▶ _Try it_: Copy all records verbatim.

(Stored data entries)
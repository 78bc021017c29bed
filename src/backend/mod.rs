//! Typed façade over the hosted backend.
//!
//! Every function performs exactly one remote operation and returns `Result<T, AppError>`:
//! no retries, no caching, no batching. Callers branch on the error variant.

pub mod auth;
pub mod chat;
pub mod diagnostics;
pub mod players;
pub mod profiles;
pub mod query;
pub mod rooms;

use std::sync::Arc;

use reqwest::header::{ACCEPT, AUTHORIZATION, HeaderValue};
use reqwest::{Method, RequestBuilder, Response};
use serde::Serialize;
use serde::de::DeserializeOwned;
use tokio::sync::RwLock;
use url::Url;

use crate::config::Config;
use crate::error::AppError;

pub use query::{Direction, Query};

const SINGLE_OBJECT: &str = "application/vnd.pgrst.object+json";
const RETURN_ROWS: &str = "return=representation";
const UPSERT_ROWS: &str = "resolution=merge-duplicates,return=representation";

/// HTTP client bound to one backend project.
///
/// Cheap to clone; clones share the connection pool and the current access token.
#[derive(Debug, Clone)]
pub struct BackendClient {
    http: reqwest::Client,
    rest_url: Url,
    auth_url: Url,
    anon_key: String,
    access_token: Arc<RwLock<Option<String>>>,
}

impl BackendClient {
    /// Build a client from configuration.
    ///
    /// # Errors
    ///
    /// Returns an error if the endpoint URLs are malformed or the HTTP client cannot be built.
    pub fn new(config: &Config) -> Result<Self, AppError> {
        let http = reqwest::Client::builder()
            .timeout(config.request_timeout)
            .user_agent(concat!("mafia-nights/", env!("CARGO_PKG_VERSION")))
            .build()
            .map_err(|e| AppError::Config(format!("Failed to build HTTP client: {e}")))?;

        Ok(Self {
            http,
            rest_url: config.rest_url()?,
            auth_url: config.auth_url()?,
            anon_key: config.anon_key.clone(),
            access_token: Arc::new(RwLock::new(None)),
        })
    }

    /// Use `token` (or the anonymous key when `None`) for subsequent requests.
    pub async fn set_access_token(&self, token: Option<String>) {
        *self.access_token.write().await = token;
    }

    pub async fn access_token(&self) -> Option<String> {
        self.access_token.read().await.clone()
    }

    #[must_use]
    pub fn anon_key(&self) -> &str {
        &self.anon_key
    }

    async fn bearer(&self) -> String {
        self.access_token()
            .await
            .unwrap_or_else(|| self.anon_key.clone())
    }

    fn with_keys(&self, builder: RequestBuilder, bearer: &str) -> RequestBuilder {
        builder
            .header("apikey", &self.anon_key)
            .header(AUTHORIZATION, format!("Bearer {bearer}"))
    }

    async fn table_request(
        &self,
        method: Method,
        table: &str,
        query: &Query,
    ) -> Result<RequestBuilder, AppError> {
        let url = self.rest_url.join(table)?;
        let bearer = self.bearer().await;
        Ok(self
            .with_keys(self.http.request(method, url), &bearer)
            .query(&query.to_pairs()))
    }

    /// Read all rows matching `query`.
    ///
    /// # Errors
    ///
    /// Returns the classified backend error, or a transport error.
    pub async fn select<T: DeserializeOwned>(
        &self,
        table: &str,
        query: &Query,
    ) -> Result<Vec<T>, AppError> {
        tracing::debug!(table, "select");
        let resp = self
            .table_request(Method::GET, table, query)
            .await?
            .send()
            .await?;
        read_json(resp).await
    }

    /// Read exactly one row; zero rows is [`AppError::NotFound`].
    ///
    /// # Errors
    ///
    /// Returns the classified backend error, or a transport error.
    pub async fn select_one<T: DeserializeOwned>(
        &self,
        table: &str,
        query: &Query,
    ) -> Result<T, AppError> {
        tracing::debug!(table, "select single");
        let resp = self
            .table_request(Method::GET, table, query)
            .await?
            .header(ACCEPT, SINGLE_OBJECT)
            .send()
            .await?;
        read_json(resp).await
    }

    /// Insert one row and return it as stored.
    ///
    /// # Errors
    ///
    /// Returns the classified backend error, or a transport error.
    pub async fn insert<B, T>(&self, table: &str, row: &B) -> Result<T, AppError>
    where
        B: Serialize + Sync + ?Sized,
        T: DeserializeOwned,
    {
        tracing::debug!(table, "insert");
        let resp = self
            .table_request(Method::POST, table, &Query::new())
            .await?
            .header(ACCEPT, SINGLE_OBJECT)
            .header("Prefer", HeaderValue::from_static(RETURN_ROWS))
            .json(row)
            .send()
            .await?;
        read_json(resp).await
    }

    /// Insert or merge one row keyed by its primary key.
    ///
    /// # Errors
    ///
    /// Returns the classified backend error, or a transport error.
    pub async fn upsert<B, T>(&self, table: &str, row: &B) -> Result<T, AppError>
    where
        B: Serialize + Sync + ?Sized,
        T: DeserializeOwned,
    {
        tracing::debug!(table, "upsert");
        let resp = self
            .table_request(Method::POST, table, &Query::new())
            .await?
            .header(ACCEPT, SINGLE_OBJECT)
            .header("Prefer", HeaderValue::from_static(UPSERT_ROWS))
            .json(row)
            .send()
            .await?;
        read_json(resp).await
    }

    /// Update the single row matching `query` and return it.
    ///
    /// # Errors
    ///
    /// Refuses unfiltered updates; otherwise returns the classified backend error.
    pub async fn update<B, T>(&self, table: &str, query: &Query, changes: &B) -> Result<T, AppError>
    where
        B: Serialize + Sync + ?Sized,
        T: DeserializeOwned,
    {
        if !query.has_filters() {
            return Err(AppError::Internal(format!(
                "refusing unfiltered update on {table}"
            )));
        }
        tracing::debug!(table, "update");
        let resp = self
            .table_request(Method::PATCH, table, query)
            .await?
            .header(ACCEPT, SINGLE_OBJECT)
            .header("Prefer", HeaderValue::from_static(RETURN_ROWS))
            .json(changes)
            .send()
            .await?;
        read_json(resp).await
    }

    /// Delete the rows matching `query`.
    ///
    /// # Errors
    ///
    /// Refuses unfiltered deletes; otherwise returns the classified backend error.
    pub async fn delete(&self, table: &str, query: &Query) -> Result<(), AppError> {
        if !query.has_filters() {
            return Err(AppError::Internal(format!(
                "refusing unfiltered delete on {table}"
            )));
        }
        tracing::debug!(table, "delete");
        let resp = self
            .table_request(Method::DELETE, table, query)
            .await?
            .send()
            .await?;
        read_empty(resp).await
    }

    /// Call a server-side procedure.
    ///
    /// # Errors
    ///
    /// Returns the classified backend error, or a transport error.
    pub async fn rpc<A, T>(&self, function: &str, args: &A) -> Result<T, AppError>
    where
        A: Serialize + Sync + ?Sized,
        T: DeserializeOwned,
    {
        tracing::debug!(function, "rpc");
        let url = self.rest_url.join(&format!("rpc/{function}"))?;
        let bearer = self.bearer().await;
        let resp = self
            .with_keys(self.http.post(url), &bearer)
            .json(args)
            .send()
            .await?;
        read_json(resp).await
    }

    pub(crate) fn auth_endpoint(&self, path: &str) -> Result<Url, AppError> {
        Ok(self.auth_url.join(path)?)
    }

    /// Request against the auth service, authorized with `token` or the anonymous key.
    pub(crate) fn auth_request(
        &self,
        method: Method,
        url: Url,
        token: Option<&str>,
    ) -> RequestBuilder {
        let bearer = token.unwrap_or(&self.anon_key);
        self.with_keys(self.http.request(method, url), bearer)
    }
}

pub(crate) async fn read_json<T: DeserializeOwned>(resp: Response) -> Result<T, AppError> {
    let status = resp.status();
    let body = resp.text().await?;
    if !status.is_success() {
        let err = AppError::from_response(status, &body);
        tracing::debug!(%status, error = %err, "backend error");
        return Err(err);
    }
    Ok(serde_json::from_str(&body)?)
}

pub(crate) async fn read_empty(resp: Response) -> Result<(), AppError> {
    let status = resp.status();
    if status.is_success() {
        return Ok(());
    }
    let body = resp.text().await?;
    Err(AppError::from_response(status, &body))
}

▶ _Solution below_:
repository 78bc021017c29bed
filename src/backend/mod.rs
//! Typed façade over the hosted backend.
//!
//! Every function performs exactly one remote operation and returns `Result<T, AppError>`:
//! no retries, no caching, no batching. Callers branch on the error variant.

pub mod auth;
pub mod chat;
pub mod diagnostics;
pub mod players;
pub mod profiles;
pub mod query;
pub mod rooms;

use std::sync::Arc;

use reqwest::header::{ACCEPT, AUTHORIZATION, HeaderValue};
use reqwest::{Method, RequestBuilder, Response};
use serde::Serialize;
use serde::de::DeserializeOwned;
use tokio::sync::RwLock;
use url::Url;

use crate::config::Config;
use crate::error::AppError;

pub use query::{Direction, Query};

const SINGLE_OBJECT: &str = "application/vnd.pgrst.object+json";
const RETURN_ROWS: &str = "return=representation";
const UPSERT_ROWS: &str = "resolution=merge-duplicates,return=representation";

/// HTTP client bound to one backend project.
///
/// Cheap to clone; clones share the connection pool and the current access token.
#[derive(Debug, Clone)]
pub struct BackendClient {
    http: reqwest::Client,
    rest_url: Url,
    auth_url: Url,
    anon_key: String,
    access_token: Arc<RwLock<Option<String>>>,
}

impl BackendClient {
    /// Build a client from configuration.
    ///
    /// # Errors
    ///
    /// Returns an error if the endpoint URLs are malformed or the HTTP client cannot be built.
    pub fn new(config: &Config) -> Result<Self, AppError> {
        let http = reqwest::Client::builder()
            .timeout(config.request_timeout)
            .user_agent(concat!("mafia-nights/", env!("CARGO_PKG_VERSION")))
            .build()
            .map_err(|e| AppError::Config(format!("Failed to build HTTP client: {e}")))?;

        Ok(Self {
            http,
            rest_url: config.rest_url()?,
            auth_url: config.auth_url()?,
            anon_key: config.anon_key.clone(),
            access_token: Arc::new(RwLock::new(None)),
        })
    }

    /// Use `token` (or the anonymous key when `None`) for subsequent requests.
    pub async fn set_access_token(&self, token: Option<String>) {
        *self.access_token.write().await = token;
    }

    pub async fn access_token(&self) -> Option<String> {
        self.access_token.read().await.clone()
    }

    #[must_use]
    pub fn anon_key(&self) -> &str {
        &self.anon_key
    }

    async fn bearer(&self) -> String {
        self.access_token()
            .await
            .unwrap_or_else(|| self.anon_key.clone())
    }

    fn with_keys(&self, builder: RequestBuilder, bearer: &str) -> RequestBuilder {
        builder
            .header("apikey", &self.anon_key)
            .header(AUTHORIZATION, format!("Bearer {bearer}"))
    }

    async fn table_request(
        &self,
        method: Method,
        table: &str,
        query: &Query,
    ) -> Result<RequestBuilder, AppError> {
        let url = self.rest_url.join(table)?;
        let bearer = self.bearer().await;
        Ok(self
            .with_keys(self.http.request(method, url), &bearer)
            .query(&query.to_pairs()))
    }

    /// Read all rows matching `query`.
    ///
    /// # Errors
    ///
    /// Returns the classified backend error, or a transport error.
    pub async fn select<T: DeserializeOwned>(
        &self,
        table: &str,
        query: &Query,
    ) -> Result<Vec<T>, AppError> {
        tracing::debug!(table, "select");
        let resp = self
            .table_request(Method::GET, table, query)
            .await?
            .send()
            .await?;
        read_json(resp).await
    }

    /// Read exactly one row; zero rows is [`AppError::NotFound`].
    ///
    /// # Errors
    ///
    /// Returns the classified backend error, or a transport error.
    pub async fn select_one<T: DeserializeOwned>(
        &self,
        table: &str,
        query: &Query,
    ) -> Result<T, AppError> {
        tracing::debug!(table, "select single");
        let resp = self
            .table_request(Method::GET, table, query)
            .await?
            .header(ACCEPT, SINGLE_OBJECT)
            .send()
            .await?;
        read_json(resp).await
    }

    /// Insert one row and return it as stored.
    ///
    /// # Errors
    ///
    /// Returns the classified backend error, or a transport error.
    pub async fn insert<B, T>(&self, table: &str, row: &B) -> Result<T, AppError>
    where
        B: Serialize + Sync + ?Sized,
        T: DeserializeOwned,
    {
        tracing::debug!(table, "insert");
        let resp = self
            .table_request(Method::POST, table, &Query::new())
            .await?
            .header(ACCEPT, SINGLE_OBJECT)
            .header("Prefer", HeaderValue::from_static(RETURN_ROWS))
            .json(row)
            .send()
            .await?;
        read_json(resp).await
    }

    /// Insert or merge one row keyed by its primary key.
    ///
    /// # Errors
    ///
    /// Returns the classified backend error, or a transport error.
    pub async fn upsert<B, T>(&self, table: &str, row: &B) -> Result<T, AppError>
    where
        B: Serialize + Sync + ?Sized,
        T: DeserializeOwned,
    {
        tracing::debug!(table, "upsert");
        let resp = self
            .table_request(Method::POST, table, &Query::new())
            .await?
            .header(ACCEPT, SINGLE_OBJECT)
            .header("Prefer", HeaderValue::from_static(UPSERT_ROWS))
            .json(row)
            .send()
            .await?;
        read_json(resp).await
    }

    /// Update the single row matching `query` and return it.
    ///
    /// # Errors
    ///
    /// Refuses unfiltered updates; otherwise returns the classified backend error.
    pub async fn update<B, T>(&self, table: &str, query: &Query, changes: &B) -> Result<T, AppError>
    where
        B: Serialize + Sync + ?Sized,
        T: DeserializeOwned,
    {
        if !query.has_filters() {
            return Err(AppError::Internal(format!(
                "refusing unfiltered update on {table}"
            )));
        }
        tracing::debug!(table, "update");
        let resp = self
            .table_request(Method::PATCH, table, query)
            .await?
            .header(ACCEPT, SINGLE_OBJECT)
            .header("Prefer", HeaderValue::from_static(RETURN_ROWS))
            .json(changes)
            .send()
            .await?;
        read_json(resp).await
    }

    /// Delete the rows matching `query`.
    ///
    /// # Errors
    ///
    /// Refuses unfiltered deletes; otherwise returns the classified backend error.
    pub async fn delete(&self, table: &str, query: &Query) -> Result<(), AppError> {
        if !query.has_filters() {
            return Err(AppError::Internal(format!(
                "refusing unfiltered delete on {table}"
            )));
        }
        tracing::debug!(table, "delete");
        let resp = self
            .table_request(Method::DELETE, table, query)
            .await?
            .send()
            .await?;
        read_empty(resp).await
    }

    /// Call a server-side procedure.
    ///
    /// # Errors
    ///
    /// Returns the classified backend error, or a transport error.
    pub async fn rpc<A, T>(&self, function: &str, args: &A) -> Result<T, AppError>
    where
        A: Serialize + Sync + ?Sized,
        T: DeserializeOwned,
    {
        tracing::debug!(function, "rpc");
        let url = self.rest_url.join(&format!("rpc/{function}"))?;
        let bearer = self.bearer().await;
        let resp = self
            .with_keys(self.http.post(url), &bearer)
            .json(args)
            .send()
            .await?;
        read_json(resp).await
    }

    pub(crate) fn auth_endpoint(&self, path: &str) -> Result<Url, AppError> {
        Ok(self.auth_url.join(path)?)
    }

    /// Request against the auth service, authorized with `token` or the anonymous key.
    pub(crate) fn auth_request(
        &self,
        method: Method,
        url: Url,
        token: Option<&str>,
    ) -> RequestBuilder {
        let bearer = token.unwrap_or(&self.anon_key);
        self.with_keys(self.http.request(method, url), bearer)
    }
}

pub(crate) async fn read_json<T: DeserializeOwned>(resp: Response) -> Result<T, AppError> {
    let status = resp.status();
    let body = resp.text().await?;
    if !status.is_success() {
        let err = AppError::from_response(status, &body);
        tracing::debug!(%status, error = %err, "backend error");
        return Err(err);
    }
    Ok(serde_json::from_str(&body)?)
}

pub(crate) async fn read_empty(resp: Response) -> Result<(), AppError> {
    let status = resp.status();
    if status.is_success() {
        return Ok(());
    }
    let body = resp.text().await?;
    Err(AppError::from_response(status, &body))
}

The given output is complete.